One of the current problems is the limited number of data repositories able to support this data transfer. ITC, QARC, RPC, ESTRO’s Genepi, Australia’s SWAN, NCIC CTG (RCET tools), ...

How it should work
Fundamentally, the use cases reflect the need for a standard PACS-like repository for RT information which would allow for long term storage and retrieval of patient data. Such repositories could exist locally in the department, hospital wide, or multi-institutionally. In every case the ability to store and retrieve accurate and complete records of the RT treatment is required. And, in a standard format across institutions providing record transfer capabilities as well as data longevity. Patient Re-Treatment: Patient presents with a re-occurrence of cancer in an area close to a region previously treated with radiation. The physician requests the prior simulation CT and superimposed dose distributions to develop a strategy for re-treating the patient to the same region. If image registration is possible between the prior treatment and the current planning, then a composite plan may be generated showing the total radiation dose to the patient between the prior treatment and the new plan.

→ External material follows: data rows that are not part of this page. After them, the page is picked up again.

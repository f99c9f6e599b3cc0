use axum::{
    Json,
    http::StatusCode,
    response::{IntoResponse, Response},
};
use serde::{Deserialize, Serialize};
use thiserror::Error;
use utoipa::ToSchema;

/// DataError
///
/// Everything that can go wrong between a repository call and the remote query
/// service. Callers never branch on the variant; it only feeds the logs.
#[derive(Error, Debug)]
pub enum DataError {
    #[error("query service request failed: {0}")]
    Transport(#[from] reqwest::Error),

    #[error("query service payload could not be decoded: {0}")]
    Decode(#[from] serde_json::Error),

    #[error("query service returned no row")]
    MissingRow,
}

#[derive(Error, Debug)]
pub enum StorageError {
    #[error("presigning failed: {0}")]
    Presign(String),

    #[error("unsupported media type: {0}")]
    UnsupportedType(String),

    #[error("declared size {size} exceeds the {limit} byte limit")]
    TooLarge { size: u64, limit: u64 },
}

/// ErrorBody
///
/// JSON body of every failed API response.
#[derive(Debug, Clone, Serialize, Deserialize, ToSchema, PartialEq)]
pub struct ErrorBody {
    pub error: String,
}

/// ApiError
///
/// The single failure category exposed by the API: a generic message and a 500.
#[derive(Debug)]
pub struct ApiError {
    message: &'static str,
}

impl ApiError {
    pub fn new(message: &'static str) -> Self {
        Self { message }
    }

    pub fn message(&self) -> &'static str {
        self.message
    }
}

impl IntoResponse for ApiError {
    fn into_response(self) -> Response {
        let body = ErrorBody {
            error: self.message.to_string(),
        };
        (StatusCode::INTERNAL_SERVER_ERROR, Json(body)).into_response()
    }
}

/// OrFail
///
/// Collapses any error into an `ApiError`, logging the underlying cause first.
pub trait OrFail<T> {
    fn or_fail(self, message: &'static str) -> Result<T, ApiError>;
}

impl<T, E: std::fmt::Display> OrFail<T> for Result<T, E> {
    fn or_fail(self, message: &'static str) -> Result<T, ApiError> {
        self.map_err(|e| {
            tracing::error!(error = %e, "{}", message);
            ApiError::new(message)
        })
    }
}
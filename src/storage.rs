use async_trait::async_trait;
use aws_sdk_s3 as s3;
use s3::presigning::PresigningConfig;
use std::sync::Arc;
use std::time::Duration;
use uuid::Uuid;

use crate::error::StorageError;

/// Media types the back-office accepts for product and content images.
pub const ALLOWED_MEDIA_TYPES: [&str; 4] = ["image/png", "image/jpeg", "image/gif", "image/webp"];

/// Largest declared upload, in bytes (10 MiB).
pub const MAX_UPLOAD_BYTES: u64 = 10 * 1024 * 1024;

/// Lifetime of a presigned upload URL.
const UPLOAD_URL_TTL: Duration = Duration::from_secs(600);

// 1. StorageService Contract
/// StorageService
///
/// Abstract contract for the media bucket that hosts images referenced by `image_url`.
/// The real implementation talks to S3/MinIO; `MockStorageService` is used in tests.
#[async_trait]
pub trait StorageService: Send + Sync {
    /// Creates the bucket if needed. Only called in `Env::Local` against MinIO.
    async fn ensure_bucket_exists(&self);

    /// Generates a signed URL allowing the browser to PUT one object directly.
    ///
    /// # Arguments
    /// * `key`: object key inside the bucket.
    /// * `content_type`: MIME type the upload is constrained to.
    /// * `size`: declared content length, signed into the request when known.
    async fn get_presigned_upload_url(
        &self,
        key: &str,
        content_type: &str,
        size: Option<u64>,
    ) -> Result<String, StorageError>;

    /// Public URL of an object once uploaded.
    fn public_url(&self, key: &str) -> String;
}

/// Checks the declared type and size of an upload before anything is signed.
pub fn validate_upload(content_type: &str, size: Option<u64>) -> Result<(), StorageError> {
    if !ALLOWED_MEDIA_TYPES.contains(&content_type) {
        return Err(StorageError::UnsupportedType(content_type.to_string()));
    }
    match size {
        Some(size) if size > MAX_UPLOAD_BYTES => Err(StorageError::TooLarge {
            size,
            limit: MAX_UPLOAD_BYTES,
        }),
        _ => Ok(()),
    }
}

/// Builds a unique object key (`media/<uuid>.<ext>`) from the client filename.
/// Only alphanumeric extensions survive; anything else becomes `bin`.
pub fn media_object_key(filename: &str) -> String {
    let extension = std::path::Path::new(filename)
        .extension()
        .and_then(std::ffi::OsStr::to_str)
        .filter(|ext| !ext.is_empty() && ext.chars().all(|c| c.is_ascii_alphanumeric()))
        .map(str::to_ascii_lowercase)
        .unwrap_or_else(|| "bin".to_string());

    format!("media/{}.{}", Uuid::new_v4(), extension)
}

// 2. The Real Implementation (S3/MinIO)
/// S3StorageClient
///
/// `force_path_style(true)` is required for MinIO and most S3-compatible gateways.
#[derive(Clone)]
pub struct S3StorageClient {
    client: s3::Client,
    bucket_name: String,
    public_base_url: String,
}

impl S3StorageClient {
    pub async fn new(
        endpoint: &str,
        region: &str,
        access_key: &str,
        secret_key: &str,
        bucket: &str,
        public_base_url: &str,
    ) -> Self {
        let credentials =
            s3::config::Credentials::new(access_key, secret_key, None, None, "static");

        let config = s3::Config::builder()
            .credentials_provider(credentials)
            .endpoint_url(endpoint)
            .region(s3::config::Region::new(region.to_string()))
            .behavior_version_latest()
            .force_path_style(true)
            .build();

        Self {
            client: s3::Client::from_conf(config),
            bucket_name: bucket.to_string(),
            public_base_url: public_base_url.trim_end_matches('/').to_string(),
        }
    }
}

#[async_trait]
impl StorageService for S3StorageClient {
    async fn ensure_bucket_exists(&self) {
        // CreateBucket on an existing bucket fails harmlessly.
        if let Err(e) = self
            .client
            .create_bucket()
            .bucket(&self.bucket_name)
            .send()
            .await
        {
            tracing::debug!(error = %e, bucket = %self.bucket_name, "create_bucket skipped");
        }
    }

    async fn get_presigned_upload_url(
        &self,
        key: &str,
        content_type: &str,
        size: Option<u64>,
    ) -> Result<String, StorageError> {
        let presigning = PresigningConfig::expires_in(UPLOAD_URL_TTL)
            .map_err(|e| StorageError::Presign(e.to_string()))?;

        let mut request = self
            .client
            .put_object()
            .bucket(&self.bucket_name)
            .key(key)
            .content_type(content_type);

        if let Some(size) = size {
            request = request.content_length(size as i64);
        }

        let presigned = request
            .presigned(presigning)
            .await
            .map_err(|e| StorageError::Presign(e.to_string()))?;

        Ok(presigned.uri().to_string())
    }

    fn public_url(&self, key: &str) -> String {
        format!("{}/{}", self.public_base_url, sanitize_key(key))
    }
}

/// sanitize_key
///
/// Drops empty, `.` and `..` segments so a key can never climb out of its prefix.
fn sanitize_key(key: &str) -> String {
    key.split('/')
        .filter(|segment| !segment.is_empty() && *segment != ".." && *segment != ".")
        .collect::<Vec<_>>()
        .join("/")
}

// 3. The Mock Implementation (For Tests)
/// MockStorageService
///
/// Deterministic URLs, no network. `should_fail` simulates a signing failure.
#[derive(Clone, Default)]
pub struct MockStorageService {
    pub should_fail: bool,
}

impl MockStorageService {
    pub fn new() -> Self {
        Self { should_fail: false }
    }

    pub fn new_failing() -> Self {
        Self { should_fail: true }
    }
}

#[async_trait]
impl StorageService for MockStorageService {
    async fn ensure_bucket_exists(&self) {}

    async fn get_presigned_upload_url(
        &self,
        key: &str,
        _content_type: &str,
        _size: Option<u64>,
    ) -> Result<String, StorageError> {
        if self.should_fail {
            return Err(StorageError::Presign("simulated failure".to_string()));
        }

        Ok(format!(
            "http://localhost:9000/mock-bucket/{}?signature=fake",
            sanitize_key(key)
        ))
    }

    fn public_url(&self, key: &str) -> String {
        format!("http://localhost:9000/mock-bucket/{}", sanitize_key(key))
    }
}

/// StorageState
///
/// The concrete type used to share the storage service across the application state.
pub type StorageState = Arc<dyn StorageService>;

Departmental Case Review: This use case reflects the ability for a physician to review past patient records to understand complications or to learn from their technique to apply to new patients. In the prior case, the patient returns presenting with a long term complication from the radiation. The physician would be able to recall the treatment planning information to assess where the dose was delivered to understand whether or not it is attributable to the radiation and how to change the treatment strategy for future patients to avoid such complications. An important item in this case is the ease of performing the task. This should be able to be accomplished by the physician as easy as reviewing a past CT or MR scan of the patient in a PACS system. This use case can also be extended to encompass multiple patient review in the context of retrospectively studying a specific patient population for research or quality purposes.

Clinical Trials:

  • Central Repository: From a treatment planning system, virtual simulator, record and verify system, or imaging modality, the user selects a patient, the type of data required for export (e.g. CT, MR, structures, plans, doses, DVH, DRRs, treatment records), specific subsets of data (e.g. which structures to export and which DVHs to export), select tags to anonymize, select data repository to receive the data. The data should then be anonymized, encrypted, and transmitted to the selected data repository.
  • Local Archive: In this use case, the clinical trial archive is assumed to be distributed across the multiple institutions participating. Rather than submitting the patient’s data to a central repository, the patient data would be stored locally in a standard way. Then the patient’s record is made available to the study group. In this case new data about the patient would only need to be handled by the institution, and the data would be kept current as a normal medical record.

4. Standards & Systems

Treatment planning systems, virtual simulation system, record & verify systems, CT scanners, MR scanner, PET and other scanners, Picture Archive and Communication Systems (PACS).
DICOM-RT, caBIG

5. Discussion

Ideal inter-operability problem for IHE-RO to deal with. Collaborate with clinical trials groups ? caBIG compliance ?
An additional profile is required, which could be an extension of the 2005-7 Profile.
This is a very difficult problem to solve.